THE TRYPSINOGEN ACTIVATOR ENTEROKINASE PROMOTES PANCREATIC INFLAMMATORY PAIN

Abstract

Introduction: Premature activation of trypsin within the pancreatic acinar cells is an early event in acute pancreatitis which results in pancreatic parenchymal auto-digestion. Intrapancreatic injection of exogenous trypsin produces pain by potentiating capsaicin-induced activation of TRPV1, an ion channel specialized to integrate noxious inflammatory stimuli. Expression of fos protein in laminae I and II of the dorsal horn of the spinal cord is a validated measure of pancreatic nociception in the rat. Although the possibility that pancreatic trypsin promotes pain has been suggested by studies using exogenous trypsin, the significance of this finding depends upon the ability of endogenous trypsin to promote TRPV1activation and nociception. We hypothesized that injection of enterokinase into the pancreas would promote inflammation and activate pancreatic pain pathways via a mechanism involving TRPV1. Methods: Enterokinase (250μl, 100 U/ml over 10 min) or vehicle was injected into pancreatic duct of anesthetized rats prior to injection of the TRPV1 agonist capsaicin (250μl, 0.5 mg/ml over 10 min).

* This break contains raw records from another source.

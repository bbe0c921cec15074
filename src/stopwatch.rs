use std::time::Instant;

use tdigest::TDigest;

/// Collects wall-clock durations of repeated operations.
#[derive(Clone)]
pub struct Stopwatch {
    start_time: Instant,
    durations_in_micros: Vec<f64>,
}

impl Default for Stopwatch {
    fn default() -> Self {
        Self::new()
    }
}

impl Stopwatch {
    pub fn new() -> Stopwatch {
        Stopwatch {
            start_time: Instant::now(),
            durations_in_micros: Vec::new(),
        }
    }

    pub fn start(&mut self) {
        self.start_time = Instant::now();
    }

    pub fn stop(&mut self) {
        let duration = self.start_time.elapsed();
        self.durations_in_micros.push(duration.as_micros() as f64);
    }

    /// Times one call of `operation`.
    pub fn time<T, F: FnOnce() -> T>(&mut self, operation: F) -> T {
        self.start();
        let result = operation();
        self.stop();
        result
    }

    pub fn get_n(&self) -> usize {
        self.durations_in_micros.len()
    }

    /// `q` in `[0, 1]`.
    pub fn get_percentile_in_micros(&self, q: f64) -> f64 {
        let t_digest = TDigest::new_with_size(100);
        let sorted_digest = t_digest.merge_unsorted(self.durations_in_micros.clone());
        sorted_digest.estimate_quantile(q)
    }

    pub fn summary(&self) -> String {
        format!(
            "n={} p50={:.1}µs p90={:.1}µs p99={:.1}µs p99.9={:.1}µs",
            self.get_n(),
            self.get_percentile_in_micros(0.5),
            self.get_percentile_in_micros(0.9),
            self.get_percentile_in_micros(0.99),
            self.get_percentile_in_micros(0.999),
        )
    }
}
use std::collections::BTreeMap;
use std::time::{Duration, SystemTime};

use bincode;
use rocksdb::{Options, DB};
use serde::de::DeserializeOwned;
use serde::{Deserialize, Serialize};
use uuid::Builder;

use crate::error::SessionStoreError;
use crate::model::PricePrediction;
use crate::recommend::RecommendationResult;

/// A result handed to the caller together with the record it was computed for.
#[derive(Serialize, Deserialize, Debug, Clone, PartialEq)]
pub struct Interaction<T> {
    pub input_data: BTreeMap<String, f64>,
    pub outcome: T,
}

/// What one session last saw, kept for a single feedback round-trip.
#[derive(Serialize, Deserialize, Debug, Clone, PartialEq, Default)]
pub struct SessionState {
    pub last_price: Option<Interaction<PricePrediction>>,
    pub last_recommendations: Option<Interaction<RecommendationResult>>,
}

#[derive(Serialize, Deserialize, Debug)]
struct DBValue<T> {
    interaction: Interaction<T>,
    epoch_secs: u64,
}

/// Each kind of result lives under its own key, so storing a price never
/// rewrites the recommendations of the same session and vice versa.
#[derive(Debug, Clone, Copy, PartialEq, Eq)]
enum Slot {
    Price = 0,
    Recommendations = 1,
}

/// Derives the storage key of a caller supplied session id.
pub fn session_key(session_id: &str) -> u128 {
    let session_id_digest = md5::compute(session_id);
    Builder::from_bytes(session_id_digest.0).build().as_u128()
}

fn slot_key(session_key: &u128, slot: Slot) -> Result<Vec<u8>, SessionStoreError> {
    let mut serialized_session_key = bincode::serialize(session_key)?;
    serialized_session_key.push(slot as u8);
    Ok(serialized_session_key)
}

pub struct RocksDBSessionStore {
    rocks_db: DB,
    max_session_idle_duration_in_seconds: u64,
}

impl RocksDBSessionStore {
    /// Entries are compacted away after `ttl` and ignored once idle for longer
    /// than `ttl`.
    pub fn new(database_file: &str, ttl: Duration) -> Result<Self, SessionStoreError> {
        let mut options = Options::default();
        options.create_if_missing(true);
        options.optimize_for_point_lookup(5000);
        options.set_allow_mmap_reads(true);
        options.set_allow_mmap_writes(true);

        let rocks_db = DB::open_with_ttl(&options, database_file, ttl)?;
        tracing::info!("opened session store {} with ttl {:?}", database_file, ttl);

        Ok(Self {
            rocks_db,
            max_session_idle_duration_in_seconds: ttl.as_secs(),
        })
    }

    pub fn get_session_state(&self, session_key: &u128) -> Result<SessionState, SessionStoreError> {
        Ok(SessionState {
            last_price: self.get(session_key, Slot::Price)?,
            last_recommendations: self.get(session_key, Slot::Recommendations)?,
        })
    }

    pub fn store_price(
        &self,
        session_key: &u128,
        interaction: Interaction<PricePrediction>,
    ) -> Result<(), SessionStoreError> {
        self.put(session_key, Slot::Price, interaction)
    }

    pub fn store_recommendations(
        &self,
        session_key: &u128,
        interaction: Interaction<RecommendationResult>,
    ) -> Result<(), SessionStoreError> {
        self.put(session_key, Slot::Recommendations, interaction)
    }

    fn get<T: DeserializeOwned>(
        &self,
        session_key: &u128,
        slot: Slot,
    ) -> Result<Option<Interaction<T>>, SessionStoreError> {
        let bytes = match self.rocks_db.get(slot_key(session_key, slot)?)? {
            Some(bytes) => bytes,
            None => return Ok(None),
        };
        let payload: DBValue<T> = bincode::deserialize(&bytes)?;
        let seconds_since_last_event = seconds_since_epoch().saturating_sub(payload.epoch_secs);
        if seconds_since_last_event <= self.max_session_idle_duration_in_seconds {
            Ok(Some(payload.interaction))
        } else {
            Ok(None)
        }
    }

    fn put<T: Serialize>(
        &self,
        session_key: &u128,
        slot: Slot,
        interaction: Interaction<T>,
    ) -> Result<(), SessionStoreError> {
        let payload = DBValue {
            interaction,
            epoch_secs: seconds_since_epoch(),
        };
        let bytes = bincode::serialize(&payload)?;

        self.rocks_db.put(slot_key(session_key, slot)?, bytes)?;
        Ok(())
    }
}

fn seconds_since_epoch() -> u64 {
    SystemTime::now()
        .duration_since(SystemTime::UNIX_EPOCH)
        .map(|elapsed| elapsed.as_secs())
        .unwrap_or_default()
}
use thiserror::Error;

/// Raised while resolving an attribute catalog against dataset headers.
#[derive(Error, Debug)]
pub enum SchemaError {
    #[error("dataset columns do not match the feature catalog, missing: {}", .missing.join(", "))]
    SchemaLoad { missing: Vec<String> },

    #[error("column {0} appears more than once in the dataset header")]
    DuplicateColumn(String),

    #[error("invalid feature catalog: {0}")]
    InvalidCatalog(String),

    #[error("could not read feature catalog {path}: {source}")]
    CatalogFile {
        path: String,
        #[source]
        source: std::io::Error,
    },

    #[error("could not parse feature catalog: {0}")]
    CatalogFormat(#[from] serde_json::Error),
}

/// Rejected user input. Recoverable per request.
#[derive(Error, Debug)]
pub enum QueryError {
    #[error("unknown {attribute}: {value}")]
    UnknownCategory { attribute: String, value: String },

    #[error("unknown attribute: {0}")]
    UnknownAttribute(String),

    #[error("invalid value for {attribute}: expected {expected}")]
    InvalidSelection {
        attribute: String,
        expected: &'static str,
    },
}

#[derive(Error, Debug)]
pub enum PipelineError {
    #[error(
        "feature record does not match the fitted pipeline, missing: [{}], unexpected: [{}]",
        .missing.join(", "),
        .unexpected.join(", ")
    )]
    SchemaMismatch {
        missing: Vec<String>,
        unexpected: Vec<String>,
    },

    #[error("cannot fit a pipeline on an empty dataset")]
    EmptyDataset,

    #[error("vector dimensionality mismatch: expected {expected}, got {actual}")]
    DimensionMismatch { expected: usize, actual: usize },
}

/// Failures of the price model collaborator.
#[derive(Error, Debug)]
pub enum ModelError {
    #[error("prediction unavailable: no price model loaded")]
    Unavailable,

    #[error("missing features in input data: {}", .0.join(", "))]
    MissingFeatures(Vec<String>),

    #[error("price model returned malformed output: {0}")]
    Malformed(String),

    #[error("could not load price model {path}: {reason}")]
    Load { path: String, reason: String },
}

#[derive(Error, Debug)]
pub enum DatasetError {
    #[error("could not read {path}: {source}")]
    Csv {
        path: String,
        #[source]
        source: csv::Error,
    },

    #[error("row count mismatch: {features} feature rows, {prices} prices, {titles} titles")]
    RowCountMismatch {
        features: usize,
        prices: usize,
        titles: usize,
    },

    #[error("invalid value {value:?} in column {column}, row {row}")]
    InvalidCell {
        row: usize,
        column: String,
        value: String,
    },

    #[error("{0} has no usable price column")]
    NoPriceColumn(String),

    #[error("row {row} has {actual} values, expected {expected}")]
    RaggedRow {
        row: usize,
        expected: usize,
        actual: usize,
    },
}

#[derive(Error, Debug)]
pub enum FeedbackError {
    #[error("please select an accuracy rating")]
    RatingNotSelected,

    #[error("unknown accuracy rating: {0}")]
    UnknownRating(String),

    #[error("no {0} has been produced for this session yet")]
    NothingToRate(&'static str),

    #[error("could not write feedback log {path}: {source}")]
    Io {
        path: String,
        #[source]
        source: std::io::Error,
    },

    #[error("could not encode feedback record: {0}")]
    Serialize(#[from] serde_json::Error),
}

#[derive(Error, Debug)]
pub enum SessionStoreError {
    #[error("session store failure: {0}")]
    RocksDB(#[from] rocksdb::Error),

    #[error("could not encode session state: {0}")]
    Encoding(#[from] bincode::Error),
}

/// Everything the advisor can fail with, grouped by concern.
#[derive(Error, Debug)]
pub enum AdvisorError {
    #[error(transparent)]
    Schema(#[from] SchemaError),

    #[error(transparent)]
    Query(#[from] QueryError),

    #[error(transparent)]
    Pipeline(#[from] PipelineError),

    #[error(transparent)]
    Model(#[from] ModelError),

    #[error(transparent)]
    Dataset(#[from] DatasetError),

    #[error(transparent)]
    Feedback(#[from] FeedbackError),

    #[error(transparent)]
    Sessions(#[from] SessionStoreError),

    #[error("configuration error: {0}")]
    Config(String),
}

pub type Result<T> = std::result::Result<T, AdvisorError>;
use justconfig::error::ConfigError;
use justconfig::item::{MapAction, StringItem};

/// Remove quotes from configuration strings.
pub trait Unquote
where
    Self: Sized,
{
    fn unquote(self) -> Result<StringItem, ConfigError>;
}

impl Unquote for Result<StringItem, ConfigError> {
    /// Trims every value and strips one pair of surrounding double quotes.
    /// Unquoted values are only trimmed, so `path = data/x.csv` and
    /// `path = "data/x.csv"` read the same.
    fn unquote(self) -> Result<StringItem, ConfigError> {
        self?.map(|v| {
            let v = v.trim();

            if v.len() >= 2 && v.starts_with('"') && v.ends_with('"') {
                MapAction::Replace(vec![v[1..v.len() - 1].to_owned()])
            } else {
                MapAction::Replace(vec![v.to_owned()])
            }
        })
    }
}
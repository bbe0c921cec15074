extern crate laptop_advisor;

use actix_web::{
    http::ContentEncoding, middleware, web, App, HttpRequest, HttpResponse, HttpServer,
};
use actix_web_prom::PrometheusMetrics;
use anyhow::Context;

use actix_web::http::header;
use std::sync::Arc;
use std::time::Duration;

use laptop_advisor::config::AppConfig;
use laptop_advisor::dataframeutils::SharedHandlesAndConfig;
use laptop_advisor::endpoints::feedback_resource::v1_feedback;
use laptop_advisor::endpoints::index_resource::internal;
use laptop_advisor::endpoints::predict_resource::v1_predict;
use laptop_advisor::endpoints::recommend_resource::v1_recommend;
use laptop_advisor::endpoints::schema_resource::v1_schema;
use laptop_advisor::feedback::{FeedbackLogs, FeedbackSink};
use laptop_advisor::logging;
use laptop_advisor::service::RecommenderService;
use laptop_advisor::sessions::RocksDBSessionStore;

#[actix_web::main]
async fn main() -> anyhow::Result<()> {
    let config_path = std::env::args().nth(1).unwrap_or_default();
    let config = AppConfig::new(config_path)?;
    logging::init(&config.log.level)?;

    let bind_address = format!("{}:{}", config.server.host, config.server.port);
    let qty_workers = config.server.num_workers;

    // Nothing is served until the dataset, pipeline and index are ready.
    let service = Arc::new(RecommenderService::from_config(&config)?);

    tracing::info!("start db at {}", config.sessions.db_path);
    let session_ttl = Duration::from_secs(config.sessions.ttl_secs);
    let db = Arc::new(RocksDBSessionStore::new(&config.sessions.db_path, session_ttl)?);

    let feedback: Arc<dyn FeedbackSink> = Arc::new(FeedbackLogs::open(&config.feedback.directory)?);

    tracing::info!("start metrics");
    let prometheus = PrometheusMetrics::new("api", Some("/internal/prometheus"), None);

    tracing::info!("Done. start httpd at http://{}", &bind_address);
    HttpServer::new(move || {
        let handles_and_config = SharedHandlesAndConfig {
            service: service.clone(),
            session_store: db.clone(),
            feedback: feedback.clone(),
            qty_workers,
            db_compaction_ttl_in_secs: session_ttl.as_secs() as usize,
        };

        App::new()
            .wrap(middleware::Compress::new(ContentEncoding::Identity))
            .wrap(prometheus.clone())
            .wrap(
                middleware::DefaultHeaders::new()
                    .header("Cache-Control", "no-cache, no-store, must-revalidate")
                    .header("Pragma", "no-cache")
                    .header("Expires", "0"),
            )
            .data(handles_and_config)
            .service(v1_recommend)
            .service(v1_predict)
            .service(v1_feedback)
            .service(v1_schema)
            .service(internal)
            .service(web::resource("/").route(web::get().to(|_req: HttpRequest| {
                HttpResponse::Found()
                    .header(header::LOCATION, "/internal")
                    .finish()
            })))
    })
    .workers(qty_workers)
    .bind(&bind_address)
    .with_context(|| format!("Could not bind server to address {}", &bind_address))?
    .run()
    .await?;

    Ok(())
}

Later pancreatic, serum, and spinal cord samples are obtained at 150 minutes. After 2.5 h tissue samples were removed and the following indices were measured: pancreatic inflammation (pancreas MPO activity and serum amylase) and pain (spinal cord fos expression in the dorsal horn at T8-10 with fos expression at T6 serving as an internal control). Some animals were pre-treated with the TRPV1 antagonist capsazepine (1.8 mg/kg intraperitoneal) to confirm the specificity of the effect. Results and Conclusions: Intrapancreatic injection of enterokinase significantly increased pancreatic inflammation as evidenced by elevated amylase and MPO as compared to vehicle controls (data not shown). Enterokinase increased pancreatic pain as evidenced by increased spinal cord fos expression at T8-10 as compared vehicle controls (Figure 1, p < 0.05). The effect was specific to the pancreas since there was no difference among groups at T6. Enterokinase-induced pancreatic nociception occurred via activation of TRPV1 since it was inhibited by capsazepine (Figure 2, p < 0.05 at T9,T10). From these findings we conclude that endogenous trypsin, which is released early in the course of acute pancreatitis, may play an important role in promoting pancreatic inflammatory pain via the activation of TRPV1.Figure: No Caption Available.Figure: No Caption Available.